■ EXERCISE GOAL
Nothing in the listing should differ in your copy; retype it all exactly.

.....

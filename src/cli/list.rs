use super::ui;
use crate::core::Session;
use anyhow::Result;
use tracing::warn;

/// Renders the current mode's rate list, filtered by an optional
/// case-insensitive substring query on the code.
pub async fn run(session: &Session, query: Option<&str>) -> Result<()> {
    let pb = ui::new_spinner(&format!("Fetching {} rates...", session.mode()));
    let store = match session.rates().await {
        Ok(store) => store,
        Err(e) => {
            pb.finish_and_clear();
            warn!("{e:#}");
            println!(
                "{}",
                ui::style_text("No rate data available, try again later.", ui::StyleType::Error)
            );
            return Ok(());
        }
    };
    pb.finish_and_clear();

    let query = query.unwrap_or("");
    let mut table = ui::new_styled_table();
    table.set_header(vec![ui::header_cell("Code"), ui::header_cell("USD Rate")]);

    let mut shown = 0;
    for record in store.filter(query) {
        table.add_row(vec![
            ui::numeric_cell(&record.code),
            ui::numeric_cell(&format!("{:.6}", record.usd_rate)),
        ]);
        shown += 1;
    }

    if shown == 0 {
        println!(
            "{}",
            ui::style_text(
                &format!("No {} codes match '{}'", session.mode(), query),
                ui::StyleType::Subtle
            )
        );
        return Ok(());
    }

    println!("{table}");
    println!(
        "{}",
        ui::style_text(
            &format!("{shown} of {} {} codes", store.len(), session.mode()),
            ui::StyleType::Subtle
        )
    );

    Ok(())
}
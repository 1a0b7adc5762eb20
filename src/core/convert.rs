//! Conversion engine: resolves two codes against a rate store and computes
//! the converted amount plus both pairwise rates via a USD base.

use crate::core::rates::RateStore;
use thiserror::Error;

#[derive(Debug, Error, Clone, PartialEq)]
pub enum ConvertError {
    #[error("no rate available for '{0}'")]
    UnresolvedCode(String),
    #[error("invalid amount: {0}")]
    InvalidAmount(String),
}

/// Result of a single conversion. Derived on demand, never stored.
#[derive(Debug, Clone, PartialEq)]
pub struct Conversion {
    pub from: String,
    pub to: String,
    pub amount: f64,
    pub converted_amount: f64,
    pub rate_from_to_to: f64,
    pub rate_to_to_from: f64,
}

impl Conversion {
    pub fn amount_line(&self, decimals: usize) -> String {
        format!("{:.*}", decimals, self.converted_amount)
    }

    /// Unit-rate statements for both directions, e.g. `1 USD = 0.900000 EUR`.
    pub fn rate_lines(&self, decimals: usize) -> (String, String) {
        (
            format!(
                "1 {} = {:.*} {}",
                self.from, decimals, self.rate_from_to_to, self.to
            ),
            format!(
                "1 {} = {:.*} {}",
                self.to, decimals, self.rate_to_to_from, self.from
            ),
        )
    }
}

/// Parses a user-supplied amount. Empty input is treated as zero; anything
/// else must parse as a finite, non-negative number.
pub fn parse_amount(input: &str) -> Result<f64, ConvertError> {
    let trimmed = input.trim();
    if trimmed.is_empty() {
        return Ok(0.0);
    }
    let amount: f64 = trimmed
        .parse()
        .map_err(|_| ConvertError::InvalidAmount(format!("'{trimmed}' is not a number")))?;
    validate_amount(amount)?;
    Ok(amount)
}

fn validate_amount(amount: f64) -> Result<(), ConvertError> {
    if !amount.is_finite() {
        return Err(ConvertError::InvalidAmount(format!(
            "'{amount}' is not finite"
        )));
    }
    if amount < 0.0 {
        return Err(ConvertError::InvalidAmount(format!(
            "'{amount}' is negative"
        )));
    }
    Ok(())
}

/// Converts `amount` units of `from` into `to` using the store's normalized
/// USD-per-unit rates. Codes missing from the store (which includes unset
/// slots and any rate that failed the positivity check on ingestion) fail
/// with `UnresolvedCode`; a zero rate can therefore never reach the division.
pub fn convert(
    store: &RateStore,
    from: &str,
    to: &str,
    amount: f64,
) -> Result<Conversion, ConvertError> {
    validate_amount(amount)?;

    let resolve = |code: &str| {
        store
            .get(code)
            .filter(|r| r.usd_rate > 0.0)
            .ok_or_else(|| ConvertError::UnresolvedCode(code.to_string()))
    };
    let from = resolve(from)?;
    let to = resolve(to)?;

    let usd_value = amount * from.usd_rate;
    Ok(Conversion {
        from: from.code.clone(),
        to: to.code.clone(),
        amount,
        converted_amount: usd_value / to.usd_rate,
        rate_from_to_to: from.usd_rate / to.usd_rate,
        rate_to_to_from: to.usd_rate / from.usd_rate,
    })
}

.....

■ YOUR RESPONSE
filename src/cli/list.rs
use super::ui;
use crate::core::Session;
use anyhow::Result;
use tracing::warn;

/// Renders the current mode's rate list, filtered by an optional
/// case-insensitive substring query on the code.
pub async fn run(session: &Session, query: Option<&str>) -> Result<()> {
    let pb = ui::new_spinner(&format!("Fetching {} rates...", session.mode()));
    let store = match session.rates().await {
        Ok(store) => store,
        Err(e) => {
            pb.finish_and_clear();
            warn!("{e:#}");
            println!(
                "{}",
                ui::style_text("No rate data available, try again later.", ui::StyleType::Error)
            );
            return Ok(());
        }
    };
    pb.finish_and_clear();

    let query = query.unwrap_or("");
    let mut table = ui::new_styled_table();
    table.set_header(vec![ui::header_cell("Code"), ui::header_cell("USD Rate")]);

    let mut shown = 0;
    for record in store.filter(query) {
        table.add_row(vec![
            ui::numeric_cell(&record.code),
            ui::numeric_cell(&format!("{:.6}", record.usd_rate)),
        ]);
        shown += 1;
    }

    if shown == 0 {
        println!(
            "{}",
            ui::style_text(
                &format!("No {} codes match '{}'", session.mode(), query),
                ui::StyleType::Subtle
            )
        );
        return Ok(());
    }

    println!("{table}");
    println!(
        "{}",
        ui::style_text(
            &format!("{shown} of {} {} codes", store.len(), session.mode()),
            ui::StyleType::Subtle
        )
    );

    Ok(())
}
repository 1a0b7adc5762eb20
filename src/core/convert.rs
//! Conversion engine: resolves two codes against a rate store and computes
//! the converted amount plus both pairwise rates via a USD base.

use crate::core::rates::RateStore;
use thiserror::Error;

#[derive(Debug, Error, Clone, PartialEq)]
pub enum ConvertError {
    #[error("no rate available for '{0}'")]
    UnresolvedCode(String),
    #[error("invalid amount: {0}")]
    InvalidAmount(String),
}

/// Result of a single conversion. Derived on demand, never stored.
#[derive(Debug, Clone, PartialEq)]
pub struct Conversion {
    pub from: String,
    pub to: String,
    pub amount: f64,
    pub converted_amount: f64,
    pub rate_from_to_to: f64,
    pub rate_to_to_from: f64,
}

impl Conversion {
    pub fn amount_line(&self, decimals: usize) -> String {
        format!("{:.*}", decimals, self.converted_amount)
    }

    /// Unit-rate statements for both directions, e.g. `1 USD = 0.900000 EUR`.
    pub fn rate_lines(&self, decimals: usize) -> (String, String) {
        (
            format!(
                "1 {} = {:.*} {}",
                self.from, decimals, self.rate_from_to_to, self.to
            ),
            format!(
                "1 {} = {:.*} {}",
                self.to, decimals, self.rate_to_to_from, self.from
            ),
        )
    }
}

/// Parses a user-supplied amount. Empty input is treated as zero; anything
/// else must parse as a finite, non-negative number.
pub fn parse_amount(input: &str) -> Result<f64, ConvertError> {
    let trimmed = input.trim();
    if trimmed.is_empty() {
        return Ok(0.0);
    }
    let amount: f64 = trimmed
        .parse()
        .map_err(|_| ConvertError::InvalidAmount(format!("'{trimmed}' is not a number")))?;
    validate_amount(amount)?;
    Ok(amount)
}

fn validate_amount(amount: f64) -> Result<(), ConvertError> {
    if !amount.is_finite() {
        return Err(ConvertError::InvalidAmount(format!(
            "'{amount}' is not finite"
        )));
    }
    if amount < 0.0 {
        return Err(ConvertError::InvalidAmount(format!(
            "'{amount}' is negative"
        )));
    }
    Ok(())
}

/// Converts `amount` units of `from` into `to` using the store's normalized
/// USD-per-unit rates. Codes missing from the store (which includes unset
/// slots and any rate that failed the positivity check on ingestion) fail
/// with `UnresolvedCode`; a zero rate can therefore never reach the division.
pub fn convert(
    store: &RateStore,
    from: &str,
    to: &str,
    amount: f64,
) -> Result<Conversion, ConvertError> {
    validate_amount(amount)?;

    let resolve = |code: &str| {
        store
            .get(code)
            .filter(|r| r.usd_rate > 0.0)
            .ok_or_else(|| ConvertError::UnresolvedCode(code.to_string()))
    };
    let from = resolve(from)?;
    let to = resolve(to)?;

    let usd_value = amount * from.usd_rate;
    Ok(Conversion {
        from: from.code.clone(),
        to: to.code.clone(),
        amount,
        converted_amount: usd_value / to.usd_rate,
        rate_from_to_to: from.usd_rate / to.usd_rate,
        rate_to_to_from: to.usd_rate / from.usd_rate,
    })
}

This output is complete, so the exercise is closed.